Understandably this organization wants to make Black Friday a Buy Nothing Day... but if you have gifts to buy for family, why not take advantage of the great deals?


----------



## MacDoc (Nov 3, 2001)

We did one last year - still debating this year - product availability so tight hard to know best approach.


----------



## Suite Edit (Dec 17, 2003)

dona83 said:


> No, the Friday after the US Thanksgiving (which falls on the fourth Thursday of November) is Black Friday, which is basically their equivalent to our Boxing Day except it's a bit of a kick off to the Christmas shopping season.


Ah, so it's a sick joke from Adbusters to us poor consumers who just want to save a few bucks! :lmao: Seeing how it's also my girlfriend's birthday, I think I'll observe the international BND instead I'd like to buy her dinner...

Thanks for the background info dona!


----------



## since84 (Jan 9, 2002)

*sale in Canada?*

The link in the sale notice that I got took me to the U.S. store.
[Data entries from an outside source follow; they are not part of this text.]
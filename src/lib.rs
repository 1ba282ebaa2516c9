//! # `lockstep` - Barrier-Synchronized Parallelism Workbench
//!
//! A workbench for barrier-synchronized parallelism and fine-grained
//! concurrent data structures: a blocking MPMC task queue feeding a fixed
//! worker pool, a PRAM-style `pfor`/`pfilter` executor fenced by a phase
//! barrier, a task-queue parallel quicksort, a level-synchronous parallel
//! BFS over implicit graphs, a hand-over-hand-locked external BST with
//! timestamped operations, and an offline linearizability checker for the
//! histories it produces.
//!
//! ## Architecture
//!
//! The concurrency core is layered: the queue knows nothing about
//! workers, the pool owns the queue plus a reusable barrier of arity
//! `P + 1`, and the executor expresses bulk-synchronous iteration purely
//! as pool batches fenced by that barrier. The sorter bypasses the
//! barrier and drains the queue directly; BFS and the filter build on the
//! executor; the BST is independent of all of them and is exercised by
//! the randomized harness in `testing`.
//!
//! ## Example
//!
//! ```rust
//! use lockstep::PramExecutor;
//! use std::sync::atomic::{AtomicU64, Ordering};
//!
//! let executor = PramExecutor::new(4);
//! let cells: Vec<AtomicU64> = (0..100).map(|_| AtomicU64::new(0)).collect();
//!
//! // Batches write at disjoint indices, so no iteration races another.
//! executor.pfor(0, 100, |i| {
//!     cells[i].store(i as u64 * 2, Ordering::Relaxed);
//! });
//!
//! assert_eq!(cells[21].load(Ordering::Relaxed), 42);
//! executor.finish_all();
//! ```

#![warn(missing_docs, clippy::all, clippy::pedantic)]
#![allow(clippy::module_name_repetitions)]
#![allow(clippy::must_use_candidate)]

pub mod collections;
pub mod concurrency;
pub mod graph;
pub mod sort;
pub mod testing;

pub use collections::ExternalBst;
pub use concurrency::{BlockingQueue, PramExecutor, WorkerId, WorkerPool};
pub use graph::{Adjacency, CubicGraph, DenseGraph, Edge};
pub use sort::{sort_sequential, ParallelSorter};
pub use testing::{history_is_linearizable, History, Operation};

// Compile-time layout checks for the hot-path types.
const _: () = {
    use core::mem;

    // Worker identities travel through every task invocation.
    assert!(mem::size_of::<WorkerId>() == mem::size_of::<usize>());

    // Edges are materialized in bulk; keep them two words at most.
    assert!(mem::size_of::<Edge>() == 8);
    assert!(mem::align_of::<Edge>() == 4);
};
//! History records, the linearizability checker, and randomized test
//! scaffolding.

pub mod array_util;
pub mod harness;
pub mod history;
pub mod linearize;

pub use array_util::{generate_array, is_sorted};
pub use harness::{rand_test, DurationSeconds, Repeats, StopCondition, WeightedOutcome};
pub use history::{History, OpKind, Operation};
pub use linearize::{history_is_linearizable, HistoryViolation};
//! A blocking, unbounded Multi-Producer Multi-Consumer (MPMC) FIFO queue.
//!
//! # Invariants
//!
//! - Elements leave in the order they entered, across all producers.
//! - `push_all` publishes its elements as one contiguous run: no other
//!   `push`/`push_all` can interleave inside it.
//! - The condvar signals non-emptiness; notification happens after the
//!   queue lock has been released.
//!
//! There is no closed or drained state. Consumers that must stop are told
//! so in-band (see the worker pool's poison task).

use std::collections::VecDeque;

use parking_lot::{Condvar, Mutex};

/// An unbounded MPMC FIFO queue with blocking and non-blocking dequeue.
pub struct BlockingQueue<T> {
    inner: Mutex<VecDeque<T>>,
    not_empty: Condvar,
}

impl<T> BlockingQueue<T> {
    /// Creates an empty queue.
    pub fn new() -> Self {
        Self {
            inner: Mutex::new(VecDeque::new()),
            not_empty: Condvar::new(),
        }
    }

    /// Enqueues a single element at the tail.
    pub fn push(&self, value: T) {
        let mut queue = self.inner.lock();
        queue.push_back(value);
        drop(queue);
        self.not_empty.notify_one();
    }

    /// Enqueues every element of `values` as one contiguous run.
    ///
    /// Holding the lock across the whole extension is what makes the run
    /// contiguous with respect to concurrent producers.
    pub fn push_all<I>(&self, values: I)
    where
        I: IntoIterator<Item = T>,
    {
        let mut queue = self.inner.lock();
        queue.extend(values);
        drop(queue);
        self.not_empty.notify_all();
    }

    /// Dequeues the head element, blocking until one is available.
    pub fn pop_blocking(&self) -> T {
        let mut queue = self.inner.lock();
        loop {
            if let Some(value) = queue.pop_front() {
                return value;
            }
            self.not_empty.wait(&mut queue);
        }
    }

    /// Dequeues the head element, or returns `None` if the queue is empty.
    pub fn try_pop(&self) -> Option<T> {
        self.inner.lock().pop_front()
    }

    /// Number of queued elements at the moment of the call.
    pub fn len(&self) -> usize {
        self.inner.lock().len()
    }

    /// Whether the queue was empty at the moment of the call.
    pub fn is_empty(&self) -> bool {
        self.inner.lock().is_empty()
    }
}

impl<T> Default for BlockingQueue<T> {
    fn default() -> Self {
        Self::new()
    }
}

#[cfg(test)]
mod tests {
    use super::*;
    use std::thread;

    #[test]
    fn fifo_order_single_thread() {
        let q = BlockingQueue::new();
        q.push(1);
        q.push(2);
        q.push(3);
        assert_eq!(q.pop_blocking(), 1);
        assert_eq!(q.try_pop(), Some(2));
        assert_eq!(q.pop_blocking(), 3);
        assert_eq!(q.try_pop(), None);
    }

    #[test]
    fn try_pop_on_empty_returns_none() {
        let q: BlockingQueue<i32> = BlockingQueue::new();
        assert!(q.try_pop().is_none());
        assert!(q.is_empty());
        assert_eq!(q.len(), 0);
    }

    #[test]
    fn push_all_is_contiguous() {
        let q = BlockingQueue::new();

        thread::scope(|s| {
            s.spawn(|| {
                for _ in 0..50 {
                    q.push_all((0..20).map(|i| ('a', i)));
                }
            });
            s.spawn(|| {
                for _ in 0..50 {
                    q.push_all((0..20).map(|i| ('b', i)));
                }
            });
        });

        let mut drained = Vec::new();
        while let Some(v) = q.try_pop() {
            drained.push(v);
        }
        assert_eq!(drained.len(), 2000);

        // Each run of 20 must be unbroken: same tag, indices 0..20 in order.
        for run in drained.chunks(20) {
            let tag = run[0].0;
            for (i, &(t, j)) in run.iter().enumerate() {
                assert_eq!(t, tag);
                assert_eq!(j, i);
            }
        }
    }

    #[test]
    fn mpmc_transfers_every_element() {
        let q = BlockingQueue::new();
        let total: i64 = (0..4000).sum();

        thread::scope(|s| {
            for p in 0..4 {
                let q = &q;
                s.spawn(move || {
                    for i in 0..1000 {
                        q.push(i64::from(p) * 1000 + i);
                    }
                });
            }

            let mut handles = Vec::new();
            for _ in 0..2 {
                let q = &q;
                handles.push(s.spawn(move || {
                    let mut sum = 0i64;
                    for _ in 0..2000 {
                        sum += q.pop_blocking();
                    }
                    sum
                }));
            }
            let got: i64 = handles.into_iter().map(|h| h.join().unwrap()).sum();
            assert_eq!(got, total);
        });
    }

    #[test]
    fn pop_blocking_wakes_on_push() {
        let q = BlockingQueue::new();
        thread::scope(|s| {
            let consumer = s.spawn(|| q.pop_blocking());
            thread::sleep(std::time::Duration::from_millis(20));
            q.push(7);
            assert_eq!(consumer.join().unwrap(), 7);
        });
    }
}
There's no mention of the sale on the Canadian site.

Does this mean whatever we buy is being shipped from the States and will we have to pay duty, GST, etc.?


----------



## Pelao (Oct 2, 2003)

> There's no mention of the sale on the Canadian site.
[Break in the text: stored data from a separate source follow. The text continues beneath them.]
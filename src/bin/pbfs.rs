//! Cubic-grid BFS driver: runs sequential and parallel BFS from the
//! origin and validates the closed-form distances `x + y + z`.

use std::env;
use std::time::Instant;

use anyhow::{bail, Context, Result};

use lockstep::graph::{CubicGraph, Weight};

const DEFAULT_SIDE: u32 = 500;

fn validate_cube_distances(distances: &[Weight], graph: &CubicGraph) -> bool {
    distances.iter().enumerate().all(|(idx, &d)| {
        let (x, y, z) = graph.idx_1d_to_3d(idx as u32);
        d == x + y + z
    })
}

fn run_experiment(distances: Vec<Weight>, graph: &CubicGraph, started: Instant) -> u64 {
    let elapsed = started.elapsed().as_secs();
    let valid = validate_cube_distances(&distances, graph);
    println!("Algorithm found valid distances: {valid}");
    assert!(valid, "BFS produced wrong distances on the cubic grid");
    elapsed
}

fn main() -> Result<()> {
    tracing_subscriber::fmt()
        .with_env_filter(tracing_subscriber::EnvFilter::from_default_env())
        .init();

    let args: Vec<String> = env::args().collect();
    let usage = format!("usage: {} <parallelism> [side]", args[0]);
    let Some(raw_parallelism) = args.get(1) else {
        bail!("missing parallelism parameter; {usage}");
    };
    let parallelism: usize = raw_parallelism.parse().with_context(|| usage.clone())?;
    let side: u32 = match args.get(2) {
        Some(raw) => raw.parse().with_context(|| usage.clone())?,
        None => DEFAULT_SIDE,
    };
    if side == 0 {
        bail!("{usage}");
    }

    let graph = CubicGraph::new(side);

    let started = Instant::now();
    let distances = graph.bfs_distances(0);
    let elapsed = run_experiment(distances, &graph, started);
    println!("Single threaded result: {elapsed}[s]");

    if parallelism > 0 {
        let started = Instant::now();
        let distances = graph.pbfs_distances(0, parallelism);
        let elapsed = run_experiment(distances, &graph, started);
        println!("Multi threaded result: {elapsed}[s]");
    }

    Ok(())
}
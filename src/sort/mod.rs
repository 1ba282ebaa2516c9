//! Sequential and task-queue-parallel quicksort.

pub mod parallel;
pub mod sequential;

pub use parallel::{ParallelSorter, PARALLEL_CUTOFF};
pub use sequential::{partition, sort_sequential};
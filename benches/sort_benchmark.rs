use criterion::{black_box, criterion_group, criterion_main, BatchSize, Criterion};

use lockstep::sort::{sort_sequential, ParallelSorter};
use lockstep::testing::generate_array;

fn bench_sort(c: &mut Criterion) {
    let mut group = c.benchmark_group("quicksort");
    let input: Vec<i32> = generate_array(200_000);

    group.bench_function("sequential_200k", |b| {
        b.iter_batched(
            || input.clone(),
            |mut data| {
                sort_sequential(&mut data);
                black_box(data)
            },
            BatchSize::LargeInput,
        );
    });

    for threads in [2, 4] {
        let sorter = ParallelSorter::new(threads);
        group.bench_function(format!("parallel_200k_t{threads}"), |b| {
            b.iter_batched(
                || input.clone(),
                |mut data| {
                    sorter.sort(&mut data);
                    black_box(data)
                },
                BatchSize::LargeInput,
            );
        });
    }

    group.finish();
}

criterion_group!(benches, bench_sort);
criterion_main!(benches);
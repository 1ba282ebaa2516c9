//! Quicksort driver: sorts random integers sequentially and in parallel,
//! reporting microsecond timings and verifying sortedness.

use std::env;
use std::time::Instant;

use anyhow::{bail, Context, Result};

use lockstep::sort::{sort_sequential, ParallelSorter};
use lockstep::testing::{generate_array, is_sorted};

const DEFAULT_LEN: usize = 10_000_000;
const DEFAULT_THREADS: usize = 4;

fn main() -> Result<()> {
    tracing_subscriber::fmt()
        .with_env_filter(tracing_subscriber::EnvFilter::from_default_env())
        .init();

    let args: Vec<String> = env::args().collect();
    let usage = format!("usage: {} [len] [threads]", args[0]);
    if args.len() > 3 {
        bail!("{usage}");
    }
    let len: usize = match args.get(1) {
        Some(raw) => raw.parse().with_context(|| usage.clone())?,
        None => DEFAULT_LEN,
    };
    let threads: usize = match args.get(2) {
        Some(raw) => raw.parse().with_context(|| usage.clone())?,
        None => DEFAULT_THREADS,
    };
    if threads == 0 {
        bail!("{usage}");
    }

    let first: Vec<i16> = generate_array(len);
    let mut second = first.clone();
    let mut first = first;

    println!("Array is sorted before: {}", is_sorted(&first));
    let started = Instant::now();
    sort_sequential(&mut first);
    println!(
        "Time difference (single thread) = {}[µs]",
        started.elapsed().as_micros()
    );
    println!("Array is sorted after: {}", is_sorted(&first));
    assert!(is_sorted(&first), "sequential sort left the array unsorted");

    let sorter = ParallelSorter::new(threads);
    println!("Array is sorted before: {}", is_sorted(&second));
    let started = Instant::now();
    sorter.sort(&mut second);
    println!(
        "Time difference (multiple threads) = {}[µs]",
        started.elapsed().as_micros()
    );
    println!("Array is sorted after: {}", is_sorted(&second));
    assert!(is_sorted(&second), "parallel sort left the array unsorted");
    assert_eq!(first, second, "sequential and parallel sorts disagree");

    Ok(())
}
Ya there is. Go to the Apple.ca store and there it is right in the middle of the page.


----------



## macmac (Oct 22, 2006)

What kind of 'deals' should one expect? I feel it's insulting when they knock off 20 bucks from a 1000.00 price tag.


----------



## since84 (Jan 9, 2002)

Thanks, Peleo. I had only gone to the Apple.ca home page and didn't see any mention of a sale. I figured they'd mention it on their home page if it applied to Canada, so I didn't check the store page.


----------



## dona83 (Jun 26, 2005)

Here were last year's deals. I'm predicting .Mac will be $78CAD this year, $31 off.


----------



## tacsniper (Aug 27, 2007)

could this a potential deal?

San Jose Mercury News | San Jose Shopping - Computers & Electronics - Fry's Electronics

I know its in the US... even in CAD it should be a good deal!


----------



## Crewser (Jun 12, 2007)

So this Friday is the fabled 'Black Friday'. My girlfriend just informed me that where she works they get a Corporate rate from Apple and all the employees received an email showing the same message Apple sends out to its newsletter subscribers, but with the note that they also get an additional savings on selected items. I can't wait to see what bargains might be in store. 

Steve


----------



## dona83 (Jun 26, 2005)

tacsniper said:


> could this a potential deal?
> 
> San Jose Mercury News | San Jose Shopping - Computers & Electronics - Fry's Electronics
> 
> I know its in the US... even in CAD it should be a good deal!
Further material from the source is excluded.